Saved entries:
┏━━
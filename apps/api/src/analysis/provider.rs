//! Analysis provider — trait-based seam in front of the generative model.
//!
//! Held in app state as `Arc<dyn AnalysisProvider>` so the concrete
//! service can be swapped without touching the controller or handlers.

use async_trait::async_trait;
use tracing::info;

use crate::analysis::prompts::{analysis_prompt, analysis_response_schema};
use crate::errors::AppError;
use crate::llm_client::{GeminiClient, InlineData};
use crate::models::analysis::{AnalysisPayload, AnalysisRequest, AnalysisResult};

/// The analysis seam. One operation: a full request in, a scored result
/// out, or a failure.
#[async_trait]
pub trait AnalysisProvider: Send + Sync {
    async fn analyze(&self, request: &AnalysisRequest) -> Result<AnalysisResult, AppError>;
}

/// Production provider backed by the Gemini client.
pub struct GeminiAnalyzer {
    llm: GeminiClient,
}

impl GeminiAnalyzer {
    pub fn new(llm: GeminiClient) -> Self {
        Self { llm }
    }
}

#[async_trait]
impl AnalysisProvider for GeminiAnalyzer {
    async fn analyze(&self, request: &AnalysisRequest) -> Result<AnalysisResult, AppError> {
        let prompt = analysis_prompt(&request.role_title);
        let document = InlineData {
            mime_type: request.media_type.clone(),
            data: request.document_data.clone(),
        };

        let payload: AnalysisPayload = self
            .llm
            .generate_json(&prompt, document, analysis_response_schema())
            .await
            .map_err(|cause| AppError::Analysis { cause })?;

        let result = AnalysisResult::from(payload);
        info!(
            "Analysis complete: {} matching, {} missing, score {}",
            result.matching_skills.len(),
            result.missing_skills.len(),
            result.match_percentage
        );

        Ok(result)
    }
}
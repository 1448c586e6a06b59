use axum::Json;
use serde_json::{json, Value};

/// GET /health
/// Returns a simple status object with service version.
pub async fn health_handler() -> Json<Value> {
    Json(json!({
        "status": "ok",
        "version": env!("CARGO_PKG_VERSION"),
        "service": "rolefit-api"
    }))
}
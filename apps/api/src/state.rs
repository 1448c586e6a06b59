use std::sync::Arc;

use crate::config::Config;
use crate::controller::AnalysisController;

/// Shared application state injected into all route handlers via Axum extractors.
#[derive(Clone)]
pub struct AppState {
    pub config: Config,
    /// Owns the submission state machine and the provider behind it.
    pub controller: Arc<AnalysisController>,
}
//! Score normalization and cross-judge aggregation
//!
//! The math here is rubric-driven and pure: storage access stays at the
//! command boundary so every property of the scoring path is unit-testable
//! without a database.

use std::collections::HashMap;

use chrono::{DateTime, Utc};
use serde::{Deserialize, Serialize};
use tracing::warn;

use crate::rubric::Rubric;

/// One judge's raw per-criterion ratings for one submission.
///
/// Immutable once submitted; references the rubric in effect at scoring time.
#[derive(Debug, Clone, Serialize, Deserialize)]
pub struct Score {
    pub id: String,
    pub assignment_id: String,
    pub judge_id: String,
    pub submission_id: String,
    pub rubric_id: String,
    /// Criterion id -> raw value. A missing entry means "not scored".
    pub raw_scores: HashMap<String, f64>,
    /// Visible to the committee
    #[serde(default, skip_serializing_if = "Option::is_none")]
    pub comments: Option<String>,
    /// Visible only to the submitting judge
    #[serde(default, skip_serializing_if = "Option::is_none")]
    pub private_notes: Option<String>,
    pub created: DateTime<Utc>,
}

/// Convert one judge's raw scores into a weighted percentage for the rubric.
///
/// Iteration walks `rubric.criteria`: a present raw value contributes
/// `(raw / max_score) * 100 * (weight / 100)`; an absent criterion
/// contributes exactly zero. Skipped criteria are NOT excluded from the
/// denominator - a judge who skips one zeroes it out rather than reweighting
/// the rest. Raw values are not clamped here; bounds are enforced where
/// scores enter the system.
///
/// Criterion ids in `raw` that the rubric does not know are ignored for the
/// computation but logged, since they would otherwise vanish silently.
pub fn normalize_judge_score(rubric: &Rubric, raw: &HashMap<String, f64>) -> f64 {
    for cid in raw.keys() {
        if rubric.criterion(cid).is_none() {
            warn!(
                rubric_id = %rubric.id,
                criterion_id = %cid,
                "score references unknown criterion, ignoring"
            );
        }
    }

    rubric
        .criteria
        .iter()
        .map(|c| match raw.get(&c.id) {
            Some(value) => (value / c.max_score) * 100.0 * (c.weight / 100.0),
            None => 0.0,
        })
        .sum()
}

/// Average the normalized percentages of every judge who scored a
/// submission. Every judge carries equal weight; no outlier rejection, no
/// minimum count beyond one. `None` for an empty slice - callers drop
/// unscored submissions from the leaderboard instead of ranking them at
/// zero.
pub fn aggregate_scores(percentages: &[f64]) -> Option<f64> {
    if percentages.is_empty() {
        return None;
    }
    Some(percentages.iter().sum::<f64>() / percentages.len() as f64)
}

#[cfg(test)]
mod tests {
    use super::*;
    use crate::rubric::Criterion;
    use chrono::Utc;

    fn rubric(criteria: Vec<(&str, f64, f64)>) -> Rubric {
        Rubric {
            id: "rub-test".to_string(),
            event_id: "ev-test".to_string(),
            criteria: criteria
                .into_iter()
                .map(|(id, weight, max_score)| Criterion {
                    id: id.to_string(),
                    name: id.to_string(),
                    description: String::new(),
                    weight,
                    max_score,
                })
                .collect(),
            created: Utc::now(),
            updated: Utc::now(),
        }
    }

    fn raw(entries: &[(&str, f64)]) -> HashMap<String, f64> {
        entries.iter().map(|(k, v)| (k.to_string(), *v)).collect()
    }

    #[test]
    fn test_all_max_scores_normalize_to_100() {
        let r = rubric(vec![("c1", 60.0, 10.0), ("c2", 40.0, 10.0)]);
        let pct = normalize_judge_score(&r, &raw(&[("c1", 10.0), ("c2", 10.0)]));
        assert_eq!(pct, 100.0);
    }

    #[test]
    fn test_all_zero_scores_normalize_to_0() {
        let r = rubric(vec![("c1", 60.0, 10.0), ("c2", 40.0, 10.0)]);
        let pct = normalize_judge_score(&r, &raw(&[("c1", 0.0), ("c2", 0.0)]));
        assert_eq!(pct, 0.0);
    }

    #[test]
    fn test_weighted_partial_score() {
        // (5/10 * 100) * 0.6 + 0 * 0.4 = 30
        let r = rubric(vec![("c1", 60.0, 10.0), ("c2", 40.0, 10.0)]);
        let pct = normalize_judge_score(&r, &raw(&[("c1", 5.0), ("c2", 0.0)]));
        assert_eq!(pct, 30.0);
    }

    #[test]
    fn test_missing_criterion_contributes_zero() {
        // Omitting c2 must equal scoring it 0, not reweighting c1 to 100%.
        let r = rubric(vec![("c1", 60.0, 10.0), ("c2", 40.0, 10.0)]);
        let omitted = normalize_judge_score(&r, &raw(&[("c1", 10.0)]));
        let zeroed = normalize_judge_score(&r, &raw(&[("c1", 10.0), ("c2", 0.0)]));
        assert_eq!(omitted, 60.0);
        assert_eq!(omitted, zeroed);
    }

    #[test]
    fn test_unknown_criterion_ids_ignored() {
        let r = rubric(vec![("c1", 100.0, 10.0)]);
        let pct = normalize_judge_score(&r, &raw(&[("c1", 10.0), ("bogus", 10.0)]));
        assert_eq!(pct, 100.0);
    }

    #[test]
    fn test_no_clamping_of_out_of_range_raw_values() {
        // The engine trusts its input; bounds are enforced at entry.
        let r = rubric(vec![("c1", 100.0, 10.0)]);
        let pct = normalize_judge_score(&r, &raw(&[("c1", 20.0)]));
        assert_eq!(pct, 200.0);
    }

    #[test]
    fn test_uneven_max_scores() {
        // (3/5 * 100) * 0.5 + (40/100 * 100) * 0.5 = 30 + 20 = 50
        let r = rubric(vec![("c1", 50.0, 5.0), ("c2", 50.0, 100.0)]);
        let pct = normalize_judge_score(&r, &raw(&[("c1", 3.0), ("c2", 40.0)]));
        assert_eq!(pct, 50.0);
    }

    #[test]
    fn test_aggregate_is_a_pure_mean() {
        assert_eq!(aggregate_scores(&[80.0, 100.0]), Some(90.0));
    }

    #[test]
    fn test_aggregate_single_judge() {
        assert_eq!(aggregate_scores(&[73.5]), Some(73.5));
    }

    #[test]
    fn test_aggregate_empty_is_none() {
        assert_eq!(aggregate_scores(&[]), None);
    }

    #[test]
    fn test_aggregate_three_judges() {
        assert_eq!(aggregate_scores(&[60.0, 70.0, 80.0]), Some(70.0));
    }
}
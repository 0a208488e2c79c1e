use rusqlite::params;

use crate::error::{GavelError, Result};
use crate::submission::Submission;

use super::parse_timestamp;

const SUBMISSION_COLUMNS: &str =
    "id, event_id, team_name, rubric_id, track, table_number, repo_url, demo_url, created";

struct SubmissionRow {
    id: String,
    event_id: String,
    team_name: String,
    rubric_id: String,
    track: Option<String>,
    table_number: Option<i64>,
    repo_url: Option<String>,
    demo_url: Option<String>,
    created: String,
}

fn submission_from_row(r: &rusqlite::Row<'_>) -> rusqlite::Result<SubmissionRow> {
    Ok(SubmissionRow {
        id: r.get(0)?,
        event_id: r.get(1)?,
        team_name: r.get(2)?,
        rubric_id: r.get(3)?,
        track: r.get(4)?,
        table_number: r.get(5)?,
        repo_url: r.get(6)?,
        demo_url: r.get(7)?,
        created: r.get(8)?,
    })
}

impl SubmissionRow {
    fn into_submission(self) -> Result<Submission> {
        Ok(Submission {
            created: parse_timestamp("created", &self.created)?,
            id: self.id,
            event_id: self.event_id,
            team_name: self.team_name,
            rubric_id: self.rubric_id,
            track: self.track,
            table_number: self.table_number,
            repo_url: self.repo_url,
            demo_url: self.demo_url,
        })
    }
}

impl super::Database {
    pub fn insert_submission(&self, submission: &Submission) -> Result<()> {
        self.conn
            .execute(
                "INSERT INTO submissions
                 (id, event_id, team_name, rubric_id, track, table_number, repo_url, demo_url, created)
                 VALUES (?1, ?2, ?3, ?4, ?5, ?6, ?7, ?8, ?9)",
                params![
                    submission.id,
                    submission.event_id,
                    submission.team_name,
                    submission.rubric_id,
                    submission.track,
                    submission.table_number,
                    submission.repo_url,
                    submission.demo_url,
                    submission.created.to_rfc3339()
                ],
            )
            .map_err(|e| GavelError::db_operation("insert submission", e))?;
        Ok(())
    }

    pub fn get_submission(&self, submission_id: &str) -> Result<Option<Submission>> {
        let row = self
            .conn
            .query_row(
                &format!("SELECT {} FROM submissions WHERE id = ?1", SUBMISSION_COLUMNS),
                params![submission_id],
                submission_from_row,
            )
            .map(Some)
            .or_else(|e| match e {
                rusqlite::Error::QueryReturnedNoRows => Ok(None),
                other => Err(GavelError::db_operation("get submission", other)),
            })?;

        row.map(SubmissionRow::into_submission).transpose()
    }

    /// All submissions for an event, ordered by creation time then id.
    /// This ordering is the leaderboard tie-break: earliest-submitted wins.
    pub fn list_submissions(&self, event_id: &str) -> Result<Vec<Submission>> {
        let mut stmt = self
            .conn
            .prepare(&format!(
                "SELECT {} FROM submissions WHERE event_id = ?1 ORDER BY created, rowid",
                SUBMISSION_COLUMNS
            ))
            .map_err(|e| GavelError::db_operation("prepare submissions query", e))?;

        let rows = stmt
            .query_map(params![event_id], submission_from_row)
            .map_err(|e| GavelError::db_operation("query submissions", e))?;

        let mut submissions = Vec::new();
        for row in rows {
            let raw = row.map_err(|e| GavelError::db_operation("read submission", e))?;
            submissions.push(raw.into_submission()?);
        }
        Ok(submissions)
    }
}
┗━━
┏━━
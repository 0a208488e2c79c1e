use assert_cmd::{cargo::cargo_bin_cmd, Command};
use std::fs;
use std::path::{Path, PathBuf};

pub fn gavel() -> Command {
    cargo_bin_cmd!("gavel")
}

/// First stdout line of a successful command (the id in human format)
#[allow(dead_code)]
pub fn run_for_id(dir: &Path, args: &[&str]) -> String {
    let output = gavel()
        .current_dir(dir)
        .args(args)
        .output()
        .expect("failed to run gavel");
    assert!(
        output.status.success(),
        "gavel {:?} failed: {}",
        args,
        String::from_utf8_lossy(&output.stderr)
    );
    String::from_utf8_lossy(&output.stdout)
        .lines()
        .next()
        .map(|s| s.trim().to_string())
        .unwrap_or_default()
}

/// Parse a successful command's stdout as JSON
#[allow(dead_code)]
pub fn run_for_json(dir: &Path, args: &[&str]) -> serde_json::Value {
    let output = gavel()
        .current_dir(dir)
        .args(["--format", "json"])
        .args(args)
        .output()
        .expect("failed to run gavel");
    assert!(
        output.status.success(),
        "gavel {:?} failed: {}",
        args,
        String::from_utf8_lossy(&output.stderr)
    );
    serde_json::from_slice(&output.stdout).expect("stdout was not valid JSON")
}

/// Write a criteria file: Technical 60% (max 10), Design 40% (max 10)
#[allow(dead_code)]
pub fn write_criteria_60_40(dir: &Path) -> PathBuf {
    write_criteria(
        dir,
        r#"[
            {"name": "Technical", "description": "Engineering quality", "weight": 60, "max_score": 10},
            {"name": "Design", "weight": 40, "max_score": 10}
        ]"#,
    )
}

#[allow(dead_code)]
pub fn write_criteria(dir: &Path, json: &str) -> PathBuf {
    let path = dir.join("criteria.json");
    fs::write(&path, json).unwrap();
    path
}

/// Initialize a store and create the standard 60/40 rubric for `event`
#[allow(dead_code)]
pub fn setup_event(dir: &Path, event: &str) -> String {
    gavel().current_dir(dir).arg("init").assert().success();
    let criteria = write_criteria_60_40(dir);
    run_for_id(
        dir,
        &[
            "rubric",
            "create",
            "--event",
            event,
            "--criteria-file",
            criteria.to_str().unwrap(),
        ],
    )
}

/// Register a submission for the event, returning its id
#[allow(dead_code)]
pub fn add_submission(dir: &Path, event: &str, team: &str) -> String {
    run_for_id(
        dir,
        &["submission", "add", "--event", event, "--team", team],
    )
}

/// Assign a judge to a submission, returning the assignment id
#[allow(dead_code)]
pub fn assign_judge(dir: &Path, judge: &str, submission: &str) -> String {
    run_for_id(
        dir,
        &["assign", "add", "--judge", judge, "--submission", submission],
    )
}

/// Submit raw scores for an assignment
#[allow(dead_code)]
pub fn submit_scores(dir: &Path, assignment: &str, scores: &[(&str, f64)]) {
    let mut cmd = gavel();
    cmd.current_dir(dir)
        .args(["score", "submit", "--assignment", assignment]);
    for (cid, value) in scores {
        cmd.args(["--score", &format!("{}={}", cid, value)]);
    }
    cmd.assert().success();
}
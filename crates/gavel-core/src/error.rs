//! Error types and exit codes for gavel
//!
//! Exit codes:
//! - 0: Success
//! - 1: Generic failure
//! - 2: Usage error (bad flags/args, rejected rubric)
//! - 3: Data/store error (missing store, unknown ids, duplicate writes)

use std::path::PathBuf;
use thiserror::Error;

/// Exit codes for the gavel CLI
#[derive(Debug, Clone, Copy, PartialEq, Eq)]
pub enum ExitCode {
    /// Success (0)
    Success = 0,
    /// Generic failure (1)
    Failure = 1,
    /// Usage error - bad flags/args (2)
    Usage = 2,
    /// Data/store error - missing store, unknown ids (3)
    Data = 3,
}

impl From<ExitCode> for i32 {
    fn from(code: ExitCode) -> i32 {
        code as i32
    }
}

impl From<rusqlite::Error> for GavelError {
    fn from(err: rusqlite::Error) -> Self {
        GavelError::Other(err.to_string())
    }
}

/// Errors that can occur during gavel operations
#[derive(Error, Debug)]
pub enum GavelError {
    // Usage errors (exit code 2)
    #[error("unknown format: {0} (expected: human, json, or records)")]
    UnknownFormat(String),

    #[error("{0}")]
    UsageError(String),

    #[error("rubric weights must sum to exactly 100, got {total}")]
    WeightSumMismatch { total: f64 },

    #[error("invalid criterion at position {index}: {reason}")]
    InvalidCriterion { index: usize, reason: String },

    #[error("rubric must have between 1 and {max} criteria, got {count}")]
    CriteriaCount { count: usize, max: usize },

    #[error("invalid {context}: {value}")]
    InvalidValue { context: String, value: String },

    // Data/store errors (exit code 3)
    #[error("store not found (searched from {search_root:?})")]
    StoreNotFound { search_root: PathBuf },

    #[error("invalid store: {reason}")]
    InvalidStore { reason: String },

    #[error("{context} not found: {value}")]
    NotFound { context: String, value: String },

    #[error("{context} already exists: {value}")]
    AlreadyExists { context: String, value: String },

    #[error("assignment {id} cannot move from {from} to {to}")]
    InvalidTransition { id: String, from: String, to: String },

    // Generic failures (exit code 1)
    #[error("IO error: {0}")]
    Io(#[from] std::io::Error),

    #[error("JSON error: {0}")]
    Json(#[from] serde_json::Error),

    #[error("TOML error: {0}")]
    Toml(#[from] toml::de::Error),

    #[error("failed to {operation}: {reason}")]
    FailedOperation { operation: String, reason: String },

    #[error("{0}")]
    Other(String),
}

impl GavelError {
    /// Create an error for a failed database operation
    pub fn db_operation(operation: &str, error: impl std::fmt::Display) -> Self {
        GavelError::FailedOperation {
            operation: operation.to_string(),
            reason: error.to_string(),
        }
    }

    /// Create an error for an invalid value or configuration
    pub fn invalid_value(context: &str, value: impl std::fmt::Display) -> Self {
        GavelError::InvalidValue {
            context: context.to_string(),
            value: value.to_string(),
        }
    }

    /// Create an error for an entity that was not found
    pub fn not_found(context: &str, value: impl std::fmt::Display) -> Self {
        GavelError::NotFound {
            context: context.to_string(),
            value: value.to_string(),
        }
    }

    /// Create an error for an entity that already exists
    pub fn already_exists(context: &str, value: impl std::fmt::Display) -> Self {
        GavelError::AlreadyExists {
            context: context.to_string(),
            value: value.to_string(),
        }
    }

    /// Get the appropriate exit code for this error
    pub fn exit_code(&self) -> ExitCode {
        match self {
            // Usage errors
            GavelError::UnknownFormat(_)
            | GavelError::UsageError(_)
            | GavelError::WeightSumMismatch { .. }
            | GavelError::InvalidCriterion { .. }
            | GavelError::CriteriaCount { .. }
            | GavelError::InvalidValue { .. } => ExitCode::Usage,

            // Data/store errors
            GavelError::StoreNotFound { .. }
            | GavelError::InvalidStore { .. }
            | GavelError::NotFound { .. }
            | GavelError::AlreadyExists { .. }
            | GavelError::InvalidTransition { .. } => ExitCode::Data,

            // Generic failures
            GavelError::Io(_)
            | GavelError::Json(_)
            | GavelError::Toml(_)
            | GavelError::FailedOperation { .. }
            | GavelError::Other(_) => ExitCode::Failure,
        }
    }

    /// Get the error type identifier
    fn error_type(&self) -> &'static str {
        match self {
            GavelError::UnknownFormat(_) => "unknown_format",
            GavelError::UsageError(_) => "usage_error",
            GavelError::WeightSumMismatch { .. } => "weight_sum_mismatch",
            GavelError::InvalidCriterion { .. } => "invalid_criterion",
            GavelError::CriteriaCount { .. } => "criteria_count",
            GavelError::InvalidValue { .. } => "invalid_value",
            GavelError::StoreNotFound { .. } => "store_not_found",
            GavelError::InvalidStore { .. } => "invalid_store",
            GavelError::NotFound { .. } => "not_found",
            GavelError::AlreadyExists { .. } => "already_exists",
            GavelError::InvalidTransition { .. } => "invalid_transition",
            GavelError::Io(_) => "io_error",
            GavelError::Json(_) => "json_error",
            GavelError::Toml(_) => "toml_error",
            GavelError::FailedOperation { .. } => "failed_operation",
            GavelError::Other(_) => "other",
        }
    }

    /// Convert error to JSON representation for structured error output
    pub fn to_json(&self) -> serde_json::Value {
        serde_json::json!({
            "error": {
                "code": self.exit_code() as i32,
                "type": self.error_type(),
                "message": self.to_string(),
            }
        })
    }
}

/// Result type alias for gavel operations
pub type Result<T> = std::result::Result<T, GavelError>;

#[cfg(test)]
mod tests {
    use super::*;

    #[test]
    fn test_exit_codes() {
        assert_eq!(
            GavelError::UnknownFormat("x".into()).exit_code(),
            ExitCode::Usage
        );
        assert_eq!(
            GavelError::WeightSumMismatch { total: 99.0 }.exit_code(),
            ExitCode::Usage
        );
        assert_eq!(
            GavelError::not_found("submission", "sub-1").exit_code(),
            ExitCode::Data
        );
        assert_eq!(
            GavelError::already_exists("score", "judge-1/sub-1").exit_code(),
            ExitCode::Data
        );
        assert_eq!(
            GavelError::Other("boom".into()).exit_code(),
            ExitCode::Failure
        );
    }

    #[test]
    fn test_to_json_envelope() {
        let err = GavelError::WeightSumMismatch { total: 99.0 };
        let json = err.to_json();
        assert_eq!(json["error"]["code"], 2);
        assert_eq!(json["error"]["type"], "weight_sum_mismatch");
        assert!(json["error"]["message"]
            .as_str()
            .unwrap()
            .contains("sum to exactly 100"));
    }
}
┗━━
■ **EXERCISE INSTRUCTIONS**
When you reach the line containing "40% (max 10)" in the data above, start copying exactly, and stop after the line containing "pub fn setup_event(dir: &Path, event: &str)".

■ **SOLVED EXERCISE**
/// Write a criteria file: Technical 60% (max 10), Design 40% (max 10)
#[allow(dead_code)]
pub fn write_criteria_60_40(dir: &Path) -> PathBuf {
    write_criteria(
        dir,
        r#"[
            {"name": "Technical", "description": "Engineering quality", "weight": 60, "max_score": 10},
            {"name": "Design", "weight": 40, "max_score": 10}
        ]"#,
    )
}

#[allow(dead_code)]
pub fn write_criteria(dir: &Path, json: &str) -> PathBuf {
    let path = dir.join("criteria.json");
    fs::write(&path, json).unwrap();
    path
}

/// Initialize a store and create the standard 60/40 rubric for `event`
#[allow(dead_code)]
pub fn setup_event(dir: &Path, event: &str) -> String {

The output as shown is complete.